Did the Witch of the Waste become like that because she was twisted to begin with and let the fire demon's power corrupt her, or was the gradual destruction of her humanity a natural consequence of using the fire demon's power for decades?
Angst? What Angst?: Sophie is extremely blasé about being turned old, it's not until someone reminds her that her life expectancy has been severely shortened that she starts to think it would be good to lift the curse. Though it's hinted that her initial lack of reaction is due to shock.
Same for when she finds out she's a witch and has been using magic throughout the book. Again, she's rather blasé and accepting. It's not until she thinks about all the random spells she cast that she starts to worry.
Also, just about everything having to do with the Witch of the Waste and her master plan.
Rewatch Bonus: A lot of past scenes are put in a different light once you find out in the last chapters Calcifer saw Sophie's curse and her magic power immediately, told Howl about it, and they were both hoping she could break Calcifer's contract; that Howl's flirtations with Lettie and Miss Angorian were both put-on for strategy; and that Howl is conducting a complicated, deceptive plan over not only the Witch of the Waste and Miss Angorian - who both have their own conflicting gambits - but over Sophie, the entire kingdom, and himself. Almost the only action of Sophie's he didn't predict was her being decent to Miss Angorian.
Broken Base: The fans of the original book, in regards to the movie. Some enjoy the movie as well as the book, while others are not a fan of its admittedly extreme liberties with the source material. Some fans have found a compromise between the two, combining elements of the original book (such as the John Donne poem that serves as a focal point in the book) with the movie's designs in their fan-works.

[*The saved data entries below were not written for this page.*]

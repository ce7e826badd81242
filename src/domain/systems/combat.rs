use crate::domain::events::{Notice, Outbox};
use crate::domain::geometry::{angle_to, distance, in_arc};
use crate::domain::room::Room;
use crate::domain::state::EntityId;
use crate::domain::tuning::weapon::KNIFE;
use tracing::info;

#[derive(Debug, Clone, Copy, PartialEq, Eq)]
pub enum HitOutcome {
    UnknownTarget,
    /// Target is in god mode; nothing changed.
    Shielded,
    Damaged,
    Killed,
}

/// Melee attack as reported by the attacker's client.
#[derive(Debug, Clone, Copy)]
pub struct MeleeSwing {
    pub x: f32,
    pub y: f32,
    pub rotation: f32,
    pub range: Option<f32>,
    pub damage: Option<i32>,
}

/// Applies a client-reported ranged hit. Missing damage falls back to the default hit damage.
pub fn ranged_hit(
    room: &mut Room,
    target_id: &str,
    shooter_id: &str,
    damage: Option<i32>,
    outbox: &mut Outbox,
) -> HitOutcome {
    let damage = damage.unwrap_or(room.combat.default_hit_damage);
    apply_damage(room, target_id, Some(shooter_id), damage, outbox)
}

/// Resolves a frontal melee swing against every other entity in range.
/// Returns the ids that were hit.
pub fn melee_strike(
    room: &mut Room,
    attacker_id: &str,
    swing: MeleeSwing,
    outbox: &mut Outbox,
) -> Vec<EntityId> {
    if room.entity(attacker_id).is_none()
        || !(swing.x.is_finite() && swing.y.is_finite() && swing.rotation.is_finite())
    {
        return Vec::new();
    }

    let reach = KNIFE.melee_range.unwrap_or(room.combat.max_melee_range);
    let range = swing
        .range
        .filter(|r| r.is_finite())
        .unwrap_or(reach)
        .clamp(0.0, room.combat.max_melee_range);
    let damage = swing.damage.unwrap_or(KNIFE.damage);
    let half_arc = room.combat.melee_half_arc;

    let targets: Vec<EntityId> = room
        .sorted_ids()
        .into_iter()
        .filter(|id| id != attacker_id)
        .filter(|id| {
            room.entity(id).is_some_and(|target| {
                distance(swing.x, swing.y, target.x, target.y) <= range
                    && in_arc(
                        swing.rotation,
                        angle_to(swing.x, swing.y, target.x, target.y),
                        half_arc,
                    )
            })
        })
        .collect();

    for target_id in &targets {
        apply_damage(room, target_id, Some(attacker_id), damage, outbox);
    }
    targets
}

/// Forces a target to zero health and runs death handling without crediting anyone.
pub fn force_kill(room: &mut Room, target_id: &str, outbox: &mut Outbox) -> bool {
    let Some(target) = room.entity_mut(target_id) else {
        return false;
    };
    target.health = 0;
    resolve_death(room, target_id, None, outbox);
    true
}

/// Client self-report of death; honoured only when server-side health is already zero.
pub fn reported_death(room: &mut Room, id: &str, outbox: &mut Outbox) -> bool {
    if room.entity(id).is_none_or(|e| e.is_alive()) {
        return false;
    }
    resolve_death(room, id, None, outbox);
    true
}

fn apply_damage(
    room: &mut Room,
    target_id: &str,
    attacker_id: Option<&str>,
    damage: i32,
    outbox: &mut Outbox,
) -> HitOutcome {
    let damage = room.combat.clamp_damage(damage);
    let Some(target) = room.entity_mut(target_id) else {
        return HitOutcome::UnknownTarget;
    };
    if target.is_invulnerable() {
        return HitOutcome::Shielded;
    }

    target.health = (target.health - damage).max(0);
    let dead = target.health <= 0;
    if !target.is_bot() {
        outbox.push(target_id, Notice::Hit { damage });
    }

    if dead {
        resolve_death(room, target_id, attacker_id, outbox);
        HitOutcome::Killed
    } else {
        HitOutcome::Damaged
    }
}

/// Credits the killer (if still present and not the victim), then respawns the victim.
/// Bots respawn silently.
fn resolve_death(room: &mut Room, victim_id: &str, killer_id: Option<&str>, outbox: &mut Outbox) {
    let Some(victim) = room.entity(victim_id) else {
        return;
    };
    if victim.is_alive() {
        return;
    }
    let victim_name = victim.username.clone();
    let victim_is_human = !victim.is_bot();

    let mut killer_name = None;
    if let Some(killer_id) = killer_id.filter(|k| *k != victim_id) {
        killer_name = room.award_kill(killer_id);
        if killer_name.is_some() && room.entity(killer_id).is_some_and(|k| !k.is_bot()) {
            outbox.push(
                killer_id,
                Notice::Kill {
                    victim: victim_name.clone(),
                },
            );
        }
    }

    if victim_is_human {
        outbox.push(
            victim_id,
            Notice::Died {
                killer: killer_name.clone(),
            },
        );
    }

    let Some(spawn) = room.respawn(victim_id) else {
        return;
    };
    if victim_is_human {
        outbox.push(
            victim_id,
            Notice::Respawn {
                x: spawn.x,
                y: spawn.y,
            },
        );
    }

    info!(
        room = room.name(),
        victim = %victim_name,
        killer = killer_name.as_deref().unwrap_or("-"),
        "entity killed"
    );
}

#[cfg(test)]
mod tests {
    use super::*;
    use crate::domain::room::tests::{member, seeded_room};
    use crate::domain::tuning::arena::SPAWN_POINTS;
    use std::f32::consts::PI;

    fn place(room: &mut Room, id: &str, x: f32, y: f32) {
        let e = room.entity_mut(id).expect("entity present");
        e.x = x;
        e.y = y;
    }

    /// Room with one human at the origin and every bot parked far away.
    fn duel_room() -> Room {
        let mut room = seeded_room();
        room.join("c1".into(), "Alice".into(), member(1));
        room.join("c2".into(), "Bob".into(), member(2));
        place(&mut room, "c1", 0.0, 0.0);
        for n in 0..5 {
            place(&mut room, &format!("bot_{n}"), 900.0, 900.0);
        }
        room
    }

    fn swing(rotation: f32, range: f32) -> MeleeSwing {
        MeleeSwing {
            x: 0.0,
            y: 0.0,
            rotation,
            range: Some(range),
            damage: Some(35),
        }
    }

    #[test]
    fn ranged_hit_without_damage_uses_default() {
        let mut room = duel_room();
        let mut outbox = Outbox::new();

        let outcome = ranged_hit(&mut room, "c2", "c1", None, &mut outbox);

        assert_eq!(outcome, HitOutcome::Damaged);
        assert_eq!(room.entity("c2").unwrap().health, 85);
        assert!(matches!(
            outbox.for_target("c2").next(),
            Some(Notice::Hit { damage: 15 })
        ));
    }

    #[test]
    fn health_never_leaves_zero_to_hundred() {
        let mut room = duel_room();
        let mut outbox = Outbox::new();

        for damage in [40, -500, 70, 1_000, 3] {
            ranged_hit(&mut room, "c2", "c1", Some(damage), &mut outbox);
            let health = room.entity("c2").unwrap().health;
            assert!((0..=100).contains(&health), "health {health}");
        }
    }

    #[test]
    fn god_mode_target_ignores_hits() {
        let mut room = duel_room();
        room.entity_mut("c2").unwrap().human_mut().unwrap().god_mode = true;
        let mut outbox = Outbox::new();

        let outcome = ranged_hit(&mut room, "c2", "c1", Some(100), &mut outbox);

        assert_eq!(outcome, HitOutcome::Shielded);
        assert_eq!(room.entity("c2").unwrap().health, 100);
        assert!(outbox.is_empty());
    }

    #[test]
    fn unknown_target_is_a_no_op() {
        let mut room = duel_room();
        let mut outbox = Outbox::new();
        assert_eq!(
            ranged_hit(&mut room, "ghost", "c1", Some(10), &mut outbox),
            HitOutcome::UnknownTarget
        );
        assert!(outbox.is_empty());
    }

    #[test]
    fn lethal_hit_on_bot_respawns_it_and_credits_shooter() {
        let mut room = duel_room();
        let mut outbox = Outbox::new();

        let outcome = ranged_hit(&mut room, "bot_2", "c1", Some(100), &mut outbox);

        assert_eq!(outcome, HitOutcome::Killed);
        let bot = room.entity("bot_2").unwrap();
        assert_eq!(bot.health, 100);
        assert_eq!(bot.deaths, 1);
        assert!(SPAWN_POINTS.contains(&(bot.x, bot.y)));

        let shooter = room.entity("c1").unwrap();
        assert_eq!(shooter.score, 10);
        assert_eq!(shooter.kills, 1);
        assert_eq!(room.score_of("c1"), Some(10));

        // Bots respawn silently; only the killer hears about it.
        assert!(outbox.for_target("bot_2").next().is_none());
        assert!(matches!(
            outbox.for_target("c1").next(),
            Some(Notice::Kill { victim }) if victim == "Sheriff Bot"
        ));
    }

    #[test]
    fn lethal_hit_on_human_sends_hit_died_and_respawn() {
        let mut room = duel_room();
        let mut outbox = Outbox::new();

        ranged_hit(&mut room, "c2", "c1", Some(100), &mut outbox);

        let notices: Vec<&Notice> = outbox.for_target("c2").collect();
        assert!(matches!(notices[0], Notice::Hit { damage: 100 }));
        assert!(matches!(notices[1], Notice::Died { killer: Some(k) } if k == "Alice"));
        assert!(matches!(notices[2], Notice::Respawn { .. }));
        assert_eq!(room.entity("c2").unwrap().deaths, 1);
    }

    #[test]
    fn departed_shooter_gets_no_credit() {
        let mut room = duel_room();
        room.leave("c1");
        let mut outbox = Outbox::new();

        ranged_hit(&mut room, "c2", "c1", Some(100), &mut outbox);

        assert!(matches!(
            outbox.for_target("c2").nth(1),
            Some(Notice::Died { killer: None })
        ));
        assert_eq!(room.entity("c2").unwrap().health, 100);
    }

    #[test]
    fn melee_hits_target_in_front_within_range() {
        let mut room = duel_room();
        place(&mut room, "c2", 50.0, 0.0);
        let mut outbox = Outbox::new();

        let hits = melee_strike(&mut room, "c1", swing(0.0, 60.0), &mut outbox);

        assert_eq!(hits, vec!["c2".to_string()]);
        assert_eq!(room.entity("c2").unwrap().health, 65);
    }

    #[test]
    fn melee_rejects_target_off_to_the_side() {
        let mut room = duel_room();
        place(&mut room, "c2", 0.0, 50.0);
        let mut outbox = Outbox::new();

        let hits = melee_strike(&mut room, "c1", swing(0.0, 60.0), &mut outbox);

        assert!(hits.is_empty());
        assert_eq!(room.entity("c2").unwrap().health, 100);
    }

    #[test]
    fn melee_rejects_target_out_of_range() {
        let mut room = duel_room();
        place(&mut room, "c2", 61.0, 0.0);
        let mut outbox = Outbox::new();

        assert!(melee_strike(&mut room, "c1", swing(0.0, 60.0), &mut outbox).is_empty());
    }

    #[test]
    fn melee_arc_wraps_across_pi() {
        let mut room = duel_room();
        // Target sits just below the negative x axis: atan2 ≈ -π + 0.02.
        place(&mut room, "c2", -40.0, -0.8);
        let mut outbox = Outbox::new();

        let hits = melee_strike(&mut room, "c1", swing(PI - 0.05, 60.0), &mut outbox);

        assert_eq!(hits, vec!["c2".to_string()]);
    }

    #[test]
    fn melee_range_is_capped() {
        let mut room = duel_room();
        place(&mut room, "c2", 200.0, 0.0);
        let mut outbox = Outbox::new();

        assert!(melee_strike(&mut room, "c1", swing(0.0, 10_000.0), &mut outbox).is_empty());
    }

    #[test]
    fn force_kill_ignores_god_mode_and_credits_nobody() {
        let mut room = duel_room();
        room.entity_mut("c2").unwrap().human_mut().unwrap().god_mode = true;
        let mut outbox = Outbox::new();

        assert!(force_kill(&mut room, "c2", &mut outbox));

        let bob = room.entity("c2").unwrap();
        assert_eq!(bob.health, 100);
        assert_eq!(bob.deaths, 1);
        assert_eq!(room.entity("c1").unwrap().kills, 0);
    }

    #[test]
    fn reported_death_only_respawns_when_already_dead() {
        let mut room = duel_room();
        let mut outbox = Outbox::new();

        assert!(!reported_death(&mut room, "c2", &mut outbox));
        assert_eq!(room.entity("c2").unwrap().deaths, 0);

        room.entity_mut("c2").unwrap().health = 0;
        assert!(reported_death(&mut room, "c2", &mut outbox));
        assert_eq!(room.entity("c2").unwrap().health, 100);
        assert_eq!(room.entity("c2").unwrap().deaths, 1);
    }
}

Counts as this for Miyazaki/Ghibli fans in general. About half think of it as a brilliant piece of art just like every other movie Miyazaki made, while the other half sees it as a convoluted, messy, dramatically cryptic failure. Critical opinion is less divided (apart from Roger Ebert's disappointment with it), and Howl has a solid 87% "Fresh" approval at Rotten Tomatoes. Miyazaki himself considers it his favorite of his films.
Ending Fatigue: The city is bombed, Suliman's henchmen make their final assault! What will the heroes do? Howl leaves to battle, Sophie takes everyone with her to a safe place and destroys the castle. The Witch of the Wast grabs Howl's heart from inside Calcifer, Sophie pours water over them, breaking Califer's power! She and Heen fall down a chasm. She enters a door into Howl's past, sees him giving away his heart, returns to the present and saves Howl. And saves the turnip, who turns out to be a cursed prince. It's not that it doesn't work, but it does drag on and on.
Hollywood Homely: Young Sophie. She seems to pretty much be the only one who considers herself homely. It's more of a self-esteem problem. It seems she turns old and ugly when she thinks of herself as ugly.
The Witch of the Waste post-depowering. Despite how hideously obese and aged she looks, her sweet, somewhat oblivious demeanor is endearing.
Heen the Dog. He's short, scruffy, wheezes constantly, and has what look like bird legs, but he's still a loyal, lovable old doggie.
The Woobie: Sophie, particularly when she's first cursed and constantly tells herself not to overreact, when it's clear she's overwhelmed. Then she leaves home because she doesn't want to be a burden. Then her mother sells her out without Sophie even knowing. Life is rough for Sophie.